◆ **WHAT THE TASK REQUIRES**:
In the listing below, identify each line with the word "Only" and return those lines.

◆ **SUPPLIED DATA**:
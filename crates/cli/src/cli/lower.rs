//! `oas2tf lower`: one component schema to provider attribute JSON.

use clap::{Args, ValueEnum};
use serde::Serialize;
use std::fs;
use std::path::PathBuf;
use tracing::info;

use oas2tf_core::{
    Attribute, Target, build_data_source_attributes, build_resource_attributes,
};

use crate::cli::run_command;
use crate::config::Config;
use crate::document::Document;

/// Provider schema kind to generate.
#[derive(ValueEnum, Debug, Clone, Copy, Default, PartialEq, Eq)]
pub enum TargetArg {
    /// Managed resource
    #[default]
    Resource,
    /// Data source
    DataSource,
}

impl From<TargetArg> for Target {
    fn from(arg: TargetArg) -> Self {
        match arg {
            TargetArg::Resource => Target::Resource,
            TargetArg::DataSource => Target::DataSource,
        }
    }
}

/// Arguments of `oas2tf lower`.
#[derive(Args, Debug, Clone)]
pub struct LowerArgs {
    /// OpenAPI document (JSON, or YAML by extension)
    #[arg(long, short, value_name = "DOCUMENT")]
    pub input: PathBuf,
    /// Name of the schema under components.schemas
    #[arg(long, short, value_name = "NAME")]
    pub schema: String,
    /// Provider schema kind
    #[arg(long, short, value_enum, default_value_t = TargetArg::Resource)]
    pub target: TargetArg,
    /// Config file (defaults to ./oas2tf.toml when present)
    #[arg(long, short, value_name = "CONFIG")]
    pub config: Option<PathBuf>,
    /// Write JSON here instead of stdout
    #[arg(long, short, value_name = "FILE")]
    pub output: Option<PathBuf>,
}

/// Lowered schema as written by the command.
#[derive(Debug, Serialize)]
pub struct LowerOutput {
    /// Component schema name.
    pub schema: String,
    /// Provider schema kind.
    pub target: Target,
    /// Top level attributes in declaration order.
    pub attributes: Vec<Attribute>,
}

/// Lower a schema and print or write the JSON result.
pub fn run(args: LowerArgs) -> i32 {
    run_command(|| {
        let output = lower(&args)?;
        let json = serde_json::to_string_pretty(&output)
            .map_err(|e| format!("Failed to serialize attributes: {e}"))?;

        match &args.output {
            Some(path) => fs::write(path, json + "\n")
                .map_err(|e| format!("Failed to write {}: {e}", path.display()))?,
            None => println!("{json}"),
        }
        Ok(())
    })
}

/// Load the document and config named by `args` and lower the schema.
pub fn lower(args: &LowerArgs) -> Result<LowerOutput, String> {
    let document = Document::load(&args.input)?;
    let config = Config::load(args.config.as_deref())?;
    let schema = document.schema(&args.schema)?;
    let target = Target::from(args.target);

    let attributes = match target {
        Target::Resource => build_resource_attributes(schema, &config.lowering),
        Target::DataSource => build_data_source_attributes(schema, &config.lowering),
    }
    .map_err(|e| format!("Failed to lower schema '{}': {e}", args.schema))?;

    info!(
        schema = %args.schema,
        kind = target.as_str(),
        attributes = attributes.len(),
        "Lowered schema."
    );

    Ok(LowerOutput {
        schema: args.schema.clone(),
        target,
        attributes,
    })
}
//! Command line driver for the `oas2tf-core` lowering engine.
//!
//! Reads an OpenAPI document, picks one component schema and prints the
//! provider attribute IR as JSON.

use clap::{Parser, Subcommand};

pub mod cli;
pub mod config;
pub mod document;
pub mod logging;

/// Top level command line.
#[derive(Parser, Debug)]
#[command(
    name = "oas2tf",
    version,
    about = "Lower OpenAPI schemas into provider attribute definitions"
)]
pub struct Cli {
    /// Enable debug logging (overridden by RUST_LOG)
    #[arg(long, short, global = true)]
    pub verbose: bool,

    /// Subcommand to run.
    #[command(subcommand)]
    pub command: Commands,
}

/// Subcommands.
#[derive(Subcommand, Debug)]
pub enum Commands {
    /// Lower one component schema to attribute JSON
    Lower(cli::lower::LowerArgs),
    /// List component schema names
    Schemas(cli::schemas::SchemasArgs),
}

/// Dispatch a parsed command line, returning the process exit code.
pub fn run(cli: Cli) -> i32 {
    match cli.command {
        Commands::Lower(args) => cli::lower::run(args),
        Commands::Schemas(args) => cli::schemas::run(args),
    }
}
//! OpenAPI document loading.
//!
//! Only `components.schemas` is read. Documents are expected to be fully
//! materialized: a schema that still carries `$ref` is rejected by the
//! lowering engine.

use std::fs;
use std::path::Path;

use indexmap::IndexMap;
use serde::Deserialize;

use oas2tf_core::Schema;

/// The parts of an OpenAPI document the generator reads.
#[derive(Debug, Default, Deserialize)]
pub struct Document {
    /// Reusable components.
    #[serde(default)]
    pub components: Option<Components>,
}

/// Components section containing reusable schemas.
#[derive(Debug, Default, Deserialize)]
pub struct Components {
    /// Named schemas in document order.
    #[serde(default)]
    pub schemas: IndexMap<String, Schema>,
}

impl Document {
    /// Read a document, choosing YAML or JSON by file extension.
    pub fn load(path: &Path) -> Result<Self, String> {
        let contents = fs::read_to_string(path)
            .map_err(|err| format!("Failed to read {}: {err}", path.display()))?;

        let is_yaml = path
            .extension()
            .and_then(|ext| ext.to_str())
            .is_some_and(|ext| ext.eq_ignore_ascii_case("yaml") || ext.eq_ignore_ascii_case("yml"));

        if is_yaml {
            Self::from_yaml(&contents)
        } else {
            Self::from_json(&contents)
        }
        .map_err(|err| format!("{}: {err}", path.display()))
    }

    /// Parse a JSON document.
    pub fn from_json(json: &str) -> Result<Self, String> {
        serde_json::from_str(json).map_err(|e| format!("Failed to parse OpenAPI document: {e}"))
    }

    /// Parse a YAML document.
    pub fn from_yaml(yaml: &str) -> Result<Self, String> {
        serde_yaml::from_str(yaml).map_err(|e| format!("Failed to parse OpenAPI document: {e}"))
    }

    /// Component schemas in document order.
    pub fn schemas(&self) -> Option<&IndexMap<String, Schema>> {
        self.components.as_ref().map(|c| &c.schemas)
    }

    /// Look up a component schema by name.
    pub fn schema(&self, name: &str) -> Result<&Schema, String> {
        self.schemas()
            .and_then(|schemas| schemas.get(name))
            .ok_or_else(|| format!("Schema '{name}' not found in components.schemas"))
    }
}
//! Dotted attribute paths used for error reporting and override lookup.

use std::fmt;

/// Path from the root object to an attribute, e.g. `nested_map_prop.nested_obj_prop`.
#[derive(Debug, Clone, Default, PartialEq, Eq, Hash)]
pub struct AttributePath {
    segments: Vec<String>,
}

impl AttributePath {
    /// The root object (no segments).
    pub fn root() -> Self {
        Self::default()
    }

    /// A new path with `segment` appended.
    pub fn child(&self, segment: &str) -> Self {
        let mut segments = self.segments.clone();
        segments.push(segment.to_string());
        Self { segments }
    }

    /// Whether this is the root object.
    pub fn is_root(&self) -> bool {
        self.segments.is_empty()
    }

    /// Dotted form used as the key of the override map.
    pub fn dotted(&self) -> String {
        self.segments.join(".")
    }
}

impl fmt::Display for AttributePath {
    fn fmt(&self, f: &mut fmt::Formatter<'_>) -> fmt::Result {
        if self.is_root() {
            f.write_str("<root>")
        } else {
            f.write_str(&self.dotted())
        }
    }
}

impl<S: AsRef<str>> FromIterator<S> for AttributePath {
    fn from_iter<I: IntoIterator<Item = S>>(iter: I) -> Self {
        Self {
            segments: iter.into_iter().map(|s| s.as_ref().to_string()).collect(),
        }
    }
}
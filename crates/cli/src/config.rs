//! `oas2tf.toml` configuration.
//!
//! ```toml
//! [lowering]
//! default_computability = "computed_optional"
//! max_depth = 16
//! error_mode = "collect"
//!
//! [lowering.overrides."spec.token"]
//! sensitive = true
//! ```

use std::fs;
use std::path::{Path, PathBuf};

use serde::Deserialize;
use tracing::debug;

use oas2tf_core::Policy;

/// Config filename looked up in the working directory.
pub const CONFIG_FILENAME: &str = "oas2tf.toml";

/// Config file structure.
#[derive(Debug, Clone, Default, Deserialize)]
#[serde(default, deny_unknown_fields)]
pub struct Config {
    /// Lowering policy.
    pub lowering: Policy,
}

impl Config {
    /// Parse config from TOML text.
    pub fn from_toml(contents: &str) -> Result<Self, String> {
        toml::from_str(contents).map_err(|err| format!("Failed to parse config: {err}"))
    }

    /// Load config from `path`, or from [`CONFIG_FILENAME`] in the working
    /// directory when no path is given. A missing default file yields defaults;
    /// a missing explicit file is an error.
    pub fn load(path: Option<&Path>) -> Result<Self, String> {
        let (path, explicit) = match path {
            Some(path) => (path.to_path_buf(), true),
            None => (PathBuf::from(CONFIG_FILENAME), false),
        };

        if !explicit && !path.exists() {
            debug!("No {CONFIG_FILENAME} found, using default policy.");
            return Ok(Self::default());
        }

        let contents = fs::read_to_string(&path)
            .map_err(|err| format!("Failed to read config file {}: {err}", path.display()))?;
        let config = Self::from_toml(&contents)
            .map_err(|err| format!("{}: {err}", path.display()))?;
        debug!(path = %path.display(), "Loaded config.");
        Ok(config)
    }
}
//! Errors raised while lowering a schema tree.
//!
//! Every variant carries the dotted [`AttributePath`] of the attribute that
//! failed, so a caller can point at the exact property in the document.

use thiserror::Error;

use crate::path::AttributePath;

/// Lowering failure.
#[derive(Debug, Clone, PartialEq, Eq, Error)]
pub enum LowerError {
    /// The node shape matches no classification rule.
    #[error("{path}: unsupported schema (type: {types}, format: {format})")]
    UnsupportedSchema {
        /// Attribute that failed.
        path: AttributePath,
        /// Declared type tags, comma separated (`<none>` when absent).
        types: String,
        /// Declared format (`<none>` when absent).
        format: String,
    },

    /// The node is malformed for the shape it declares.
    #[error("{path}: invalid schema: {message}")]
    Schema {
        /// Attribute that failed.
        path: AttributePath,
        /// What is wrong with the node.
        message: String,
    },

    /// Nesting exceeds the configured ceiling.
    #[error("{path}: nesting exceeds the maximum depth of {limit}")]
    RecursionLimit {
        /// Attribute at which the ceiling was hit.
        path: AttributePath,
        /// Configured ceiling.
        limit: usize,
    },

    /// Two sibling properties normalize to the same attribute name.
    #[error("{path}: properties '{first}' and '{second}' both map to attribute '{name}'")]
    NameCollision {
        /// Object holding the colliding properties.
        path: AttributePath,
        /// Normalized attribute name.
        name: String,
        /// First property as declared in the schema.
        first: String,
        /// Second property as declared in the schema.
        second: String,
    },

    /// Several independent failures collected in [`ErrorMode::Collect`](crate::ErrorMode::Collect).
    #[error("{} schema errors:\n{}", .0.len(), join_errors(.0))]
    Multiple(Vec<LowerError>),
}

impl LowerError {
    /// Build a [`LowerError::Schema`].
    pub fn schema(path: &AttributePath, message: impl Into<String>) -> Self {
        LowerError::Schema {
            path: path.clone(),
            message: message.into(),
        }
    }

    /// Path of the failing attribute (`None` for [`LowerError::Multiple`]).
    pub fn path(&self) -> Option<&AttributePath> {
        match self {
            LowerError::UnsupportedSchema { path, .. }
            | LowerError::Schema { path, .. }
            | LowerError::RecursionLimit { path, .. }
            | LowerError::NameCollision { path, .. } => Some(path),
            LowerError::Multiple(_) => None,
        }
    }

    /// Flatten into the individual failures.
    pub fn into_errors(self) -> Vec<LowerError> {
        match self {
            LowerError::Multiple(errors) => errors
                .into_iter()
                .flat_map(LowerError::into_errors)
                .collect(),
            other => vec![other],
        }
    }
}

fn join_errors(errors: &[LowerError]) -> String {
    errors
        .iter()
        .map(|e| format!("  - {e}"))
        .collect::<Vec<_>>()
        .join("\n")
}

/// Result alias for lowering operations.
pub type Result<T, E = LowerError> = std::result::Result<T, E>;
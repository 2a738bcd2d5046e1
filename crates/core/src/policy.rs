//! Lowering policy: computability default, recursion ceiling, error mode and
//! per-attribute overrides.
//!
//! OpenAPI has no notion of "computed", so the status of a non-required
//! property is a product decision. The policy is one explicit value threaded
//! through every recursive call; nothing here is global.

use std::collections::HashMap;

use serde::Deserialize;

use crate::computability::ComputedOptionalRequired;
use crate::path::AttributePath;

/// Default recursion ceiling.
pub const DEFAULT_MAX_DEPTH: usize = 32;

/// How failures in sibling properties are reported.
#[derive(Debug, Clone, Copy, Default, PartialEq, Eq, Deserialize)]
#[serde(rename_all = "snake_case")]
pub enum ErrorMode {
    /// Stop at the first failure.
    #[default]
    FailFast,
    /// Keep lowering unrelated siblings and report every failure together.
    Collect,
}

/// Forced settings for one attribute, keyed by dotted path in [`Policy::overrides`].
#[derive(Debug, Clone, Copy, Default, PartialEq, Eq, Deserialize)]
#[serde(default, deny_unknown_fields)]
pub struct AttributeOverride {
    /// Forced status. Ignored when the property is listed as required.
    pub computability: Option<ComputedOptionalRequired>,
    /// Mark a string leaf as sensitive.
    pub sensitive: Option<bool>,
}

/// Settings shared by every step of one lowering run.
#[derive(Debug, Clone, PartialEq, Eq, Deserialize)]
#[serde(default, deny_unknown_fields)]
pub struct Policy {
    /// Status of properties that are neither required nor otherwise signalled.
    pub default_computability: ComputedOptionalRequired,
    /// Deepest nesting level accepted before failing with a recursion error.
    pub max_depth: usize,
    /// Fail fast or collect sibling failures.
    pub error_mode: ErrorMode,
    /// Per-attribute overrides keyed by dotted attribute path.
    pub overrides: HashMap<String, AttributeOverride>,
}

impl Default for Policy {
    fn default() -> Self {
        Self {
            default_computability: ComputedOptionalRequired::ComputedOptional,
            max_depth: DEFAULT_MAX_DEPTH,
            error_mode: ErrorMode::FailFast,
            overrides: HashMap::new(),
        }
    }
}

impl Policy {
    /// Override registered for `path`, if any.
    pub fn override_for(&self, path: &AttributePath) -> Option<&AttributeOverride> {
        if self.overrides.is_empty() {
            return None;
        }
        self.overrides.get(&path.dotted())
    }

    /// Register an override for a dotted path.
    pub fn with_override(mut self, dotted_path: &str, value: AttributeOverride) -> Self {
        self.overrides.insert(dotted_path.to_string(), value);
        self
    }

    /// Set the recursion ceiling.
    pub fn with_max_depth(mut self, max_depth: usize) -> Self {
        self.max_depth = max_depth;
        self
    }

    /// Set the error mode.
    pub fn with_error_mode(mut self, error_mode: ErrorMode) -> Self {
        self.error_mode = error_mode;
        self
    }
}
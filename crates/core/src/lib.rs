//! Lowering of OpenAPI schema trees into provider attribute IR.
//!
//! The entry points take an already resolved [`Schema`] (no `$ref` left) and a
//! [`Policy`], and return attributes in property declaration order:
//!
//! - [`build_resource_attributes`] / [`build_data_source_attributes`]
//! - [`build_single_nested_resource`] / [`build_single_nested_data_source`]
//!
//! Pipeline per node: [`facade`] normalizes raw keywords, [`classify`] picks the
//! attribute shape, [`computability`] resolves the status and [`lower`] builds
//! the [`ir`] value, recursing into children.

pub mod classify;
pub mod computability;
pub mod error;
pub mod facade;
pub mod ir;
pub mod lower;
pub mod path;
pub mod policy;
pub mod schema;
pub mod utils;

pub use computability::ComputedOptionalRequired;
pub use error::{LowerError, Result};
pub use facade::SchemaNode;
pub use ir::{Attribute, AttributeValue, ElementType, Target};
pub use lower::{
    Lowerer, build_data_source_attributes, build_resource_attributes,
    build_single_nested_data_source, build_single_nested_resource,
};
pub use path::AttributePath;
pub use policy::{AttributeOverride, ErrorMode, Policy};
pub use schema::Schema;
//! Wisdom CLI
//!
//! Command-line tools for a Wisdom knowledge base.
//!
//! # Commands
//!
//! - `init` - Prepare directories, create the library and apply migrations
//! - `write` - Write a document through the mutation pipeline
//! - `delete` - Delete a document, leaving a tombstone
//! - `link` - Replace a document's backlinks
//! - `show` - Display a document, its links and its history
//! - `dump-log` - Dump change-log events after a cursor
//! - `verify` - Audit the change log against the live tables
//! - `status` - Readiness diagnostics
//! - `mirror-sync` - Sync a local client mirror through the sync protocol

mod commands;
mod config;
mod error;
mod startup;

use clap::{Parser, Subcommand};
use commands::mirror_sync::MirrorSyncArgs;
use commands::write::WriteArgs;
use config::{Overrides, WisdomConfig};
use std::path::PathBuf;
use tracing_subscriber::EnvFilter;

/// Wisdom knowledge-base tools.
#[derive(Parser)]
#[command(name = "wisdom")]
#[command(author, version, about, long_about = None)]
struct Cli {
    /// Data directory (overrides WISDOM_DATA_DIR)
    #[arg(global = true, long)]
    data_dir: Option<PathBuf>,

    /// Database file (overrides WISDOM_DB_PATH)
    #[arg(global = true, long)]
    db: Option<PathBuf>,

    /// Content root (overrides WISDOM_CONTENT_ROOT)
    #[arg(global = true, long)]
    content_root: Option<PathBuf>,

    /// Enable verbose output
    #[arg(global = true, short, long)]
    verbose: bool,

    #[command(subcommand)]
    command: Commands,
}

#[derive(Subcommand)]
enum Commands {
    /// Prepare directories, create the library and apply migrations
    Init,

    /// Write a document
    Write {
        /// Library-relative path
        path: String,

        /// Owning adapter
        #[arg(short, long, default_value = "markdown")]
        adapter: String,

        /// Inline content
        #[arg(short, long, conflicts_with = "file")]
        content: Option<String>,

        /// Read content from this file instead of the content root
        #[arg(short, long)]
        file: Option<PathBuf>,

        /// Mark the document as imported
        #[arg(long)]
        import: bool,

        /// Mark the document as a shadow representation
        #[arg(long)]
        shadow: bool,

        /// Metadata as a JSON object
        #[arg(short, long)]
        metadata: Option<String>,
    },

    /// Delete a document by path or id
    Delete {
        /// Path or id
        document: String,
    },

    /// Replace a document's backlinks (no targets clears them)
    Link {
        /// Source path or id
        source: String,

        /// Target paths or ids
        targets: Vec<String>,
    },

    /// Display a document
    Show {
        /// Path or id
        document: String,

        /// Output format (text, json)
        #[arg(short, long, default_value = "text")]
        format: String,
    },

    /// Dump change-log events
    DumpLog {
        /// Only events after this seq
        #[arg(short, long, default_value = "0")]
        cursor: i64,

        /// Maximum number of events to dump
        #[arg(short, long)]
        limit: Option<u32>,

        /// Output format (text, json)
        #[arg(short, long, default_value = "text")]
        format: String,
    },

    /// Audit the change log
    Verify,

    /// Show readiness diagnostics
    Status {
        /// Output format (text, json)
        #[arg(short, long, default_value = "text")]
        format: String,
    },

    /// Sync a local client mirror
    MirrorSync {
        /// Mirror database (default: <data>/mirror.db)
        #[arg(short, long)]
        mirror: Option<PathBuf>,

        /// Client id reported to the server
        #[arg(long, default_value = "wisdom-cli")]
        client_id: String,

        /// Events per pull (overrides WISDOM_PULL_BATCH)
        #[arg(short, long)]
        batch: Option<u32>,

        /// Rebuild the mirror from cursor 0
        #[arg(long)]
        reset: bool,

        /// List mirrored documents afterwards
        #[arg(short, long)]
        list: bool,
    },

    /// Show version information
    Version,
}

fn main() -> Result<(), Box<dyn std::error::Error>> {
    let cli = Cli::parse();

    // RUST_LOG wins over --verbose.
    let filter = EnvFilter::try_from_default_env().unwrap_or_else(|_| {
        if cli.verbose {
            EnvFilter::new("debug")
        } else {
            EnvFilter::new("info")
        }
    });
    tracing_subscriber::fmt()
        .with_env_filter(filter)
        .with_writer(std::io::stderr)
        .init();

    if let Commands::Version = cli.command {
        println!("Wisdom CLI v{}", env!("CARGO_PKG_VERSION"));
        println!("Wisdom Core v{}", wisdom_core::VERSION);
        println!("Sync protocol v{}", wisdom_sync_protocol::PROTOCOL_VERSION);
        return Ok(());
    }

    let overrides = Overrides {
        data_dir: cli.data_dir,
        db_path: cli.db,
        content_root: cli.content_root,
    };
    let config = WisdomConfig::from_env(&overrides)?;
    tracing::debug!(db = %config.db_path.display(), "configuration loaded");

    match cli.command {
        Commands::Init => commands::init::run(&config)?,
        Commands::Write {
            path,
            adapter,
            content,
            file,
            import,
            shadow,
            metadata,
        } => commands::write::run(
            &config,
            WriteArgs {
                relative_path: path,
                adapter,
                content,
                file,
                import,
                shadow,
                metadata,
            },
        )?,
        Commands::Delete { document } => commands::delete::run(&config, &document)?,
        Commands::Link { source, targets } => commands::link::run(&config, &source, &targets)?,
        Commands::Show { document, format } => commands::show::run(&config, &document, &format)?,
        Commands::DumpLog {
            cursor,
            limit,
            format,
        } => commands::dump_log::run(&config, cursor, limit, &format)?,
        Commands::Verify => commands::verify::run(&config)?,
        Commands::Status { format } => commands::status::run(&config, &format)?,
        Commands::MirrorSync {
            mirror,
            client_id,
            batch,
            reset,
            list,
        } => commands::mirror_sync::run(
            &config,
            MirrorSyncArgs {
                mirror,
                client_id,
                batch,
                reset,
                list,
            },
        )?,
        Commands::Version => {}
    }

    Ok(())
}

◆ **RESPONSE AREA**:
//! Only `components.schemas` is read. Documents are expected to be fully
        /// Only events after this seq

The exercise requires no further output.